Cozinheiras especializadas em casamentos foram contratadas. Não vai faltar comida em abundância. Esta gente, quase vegetariana, nestes dois dias de festa vai consumir muita carne. Muito vinho e muita fruta, principalmente melão e melancia, não faltarão.

Acabado o alegre e abundante almoço em casa dos pais do noivo, forma-se um cortejo, que se vai dirigir à casa dos pais da noiva, a dois quilómetros de distância, por caminhos poeirentos. O noivo vai à frente, entre os dois padrinhos. A mãe ficou em casa, cuidando das operações domésticas.

À porta da casa dos pais da noiva, muito senhor do seu papel, está o dono da casa, fazendo um esforço para conter tanta alegria. Viva lá, compadre! diz para o pai do noivo. Um casamento dá origem em Mouriscas a uma complexa rede de compadres e comadres. Os pais e avós de cada um dos noivos vão tornar-se compadres dos pais e avôs do outro e dos padrinhos e madrinhas. Também os casais de padrinhos e madrinhas se tornam compadres e comadres entre si.

Os convidados do noivo entram brevemente em casa dos pais da noiva. Há muita alegria e troca de cumprimentos e comem-se mais uns bolos e engolem-se mais umas bebidas.

Agora forma-se um cortejo conjunto, que se dirige à igreja. À frente vai a noiva, ladeada pelas madrinhas, a seguir o noivo, entre os padrinhos. A noiva veste um vestido branco. Na mão leva um ramo de flores. O cortejo terá de percorrer uns três quilómetros, com algumas subidas acentuadas, até atingir a igreja. Atrás, enchendo o caminho de lado a lado, vão os convidados, com muitas mulheres separadas dos maridos. A caminho da igreja as pessoas falam do que veem e do que lhes interessa mais – aquela horta bem cuidada, as colheitas do ano, etc.

Ao fim de longo caminhar nesta tarde quente, lá chegam à igreja, um pouco atrasados, o que não deixa satisfeito o padre, que tem outros serviços marcados para o resto do dia.
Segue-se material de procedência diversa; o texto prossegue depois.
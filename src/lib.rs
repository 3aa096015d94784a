//! Scrapist core library
//!
//! Resilient HTML fetching for content APIs that scrape upstream sites.
//!
//! # Architecture
//!
//! - [`scraper`] - the per-site engine: paths, robots, queueing, browser rescue, parsing
//! - [`fetch`] - session-bound HTTP contexts, retries and upstream diagnostics
//! - [`browser`] - the shared headless-browser executor
//! - [`robots`] - robots.txt parsing and evaluation
//! - [`rate_limiter`] - per-scraper concurrency, start windows and jitter
//! - [`config`] / [`runtime`] - process settings and the state shared by scrapers
//! - [`user_agent`] - desktop User-Agent pool

// Clippy lints - strict for library code
#![deny(clippy::unwrap_used)]
#![deny(clippy::expect_used)]
#![warn(clippy::pedantic)]
#![allow(clippy::module_name_repetitions)]

pub mod browser;
pub mod config;
pub mod fetch;
pub mod rate_limiter;
pub mod robots;
pub mod runtime;
pub mod scraper;
pub mod user_agent;

// Re-export commonly used types
pub use browser::{BrowserError, BrowserFallback, BrowserFallbackConfig, BrowserProvider, WaitUntil};
pub use config::ScraperSettings;
pub use fetch::{FailureReason, FetchContext, FetchError, FetchOptions, RetryPolicy, UpstreamDiagnostic};
pub use rate_limiter::RateLimitConfig;
pub use robots::{RobotsDecision, RobotsPolicy};
pub use runtime::ScraperRuntime;
pub use scraper::{ScrapeError, ScrapeOptions, Scraper, ScraperOptions};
Os noivos ficam lado a lado em frente do altar, ladeados pelas duas madrinhas. O sacristão pede um voluntário. Este e os padrinhos dirigem-se à sacristia. Passados alguns instantes, surgem os três, vestindo opas (capas sem manga) encarnadas. Vão colocar-se do lado direito do altar, os padrinhos segurando castiçais com velas acesas e o terceiro homem, no meio, empunhando um grande crucifixo. Quase todos sentem a solenidade do momento. Imagens de santos, que parecem pessoas vivas a olhar para os assistentes, adensam o ambiente.

Passados uns momentos surge o padre, um homem de aspeto maciço nos seus sessenta anos bem conservados. Enverga uma curta capa branca por cima de vestes negras. O sacristão veste uma opa vermelha. Virado para os assistentes e com voz forte o pároco diz, ao mesmo tempo que se benze: em nome do Pai, do Filho e do Espírito Santo. Começou a cerimónia.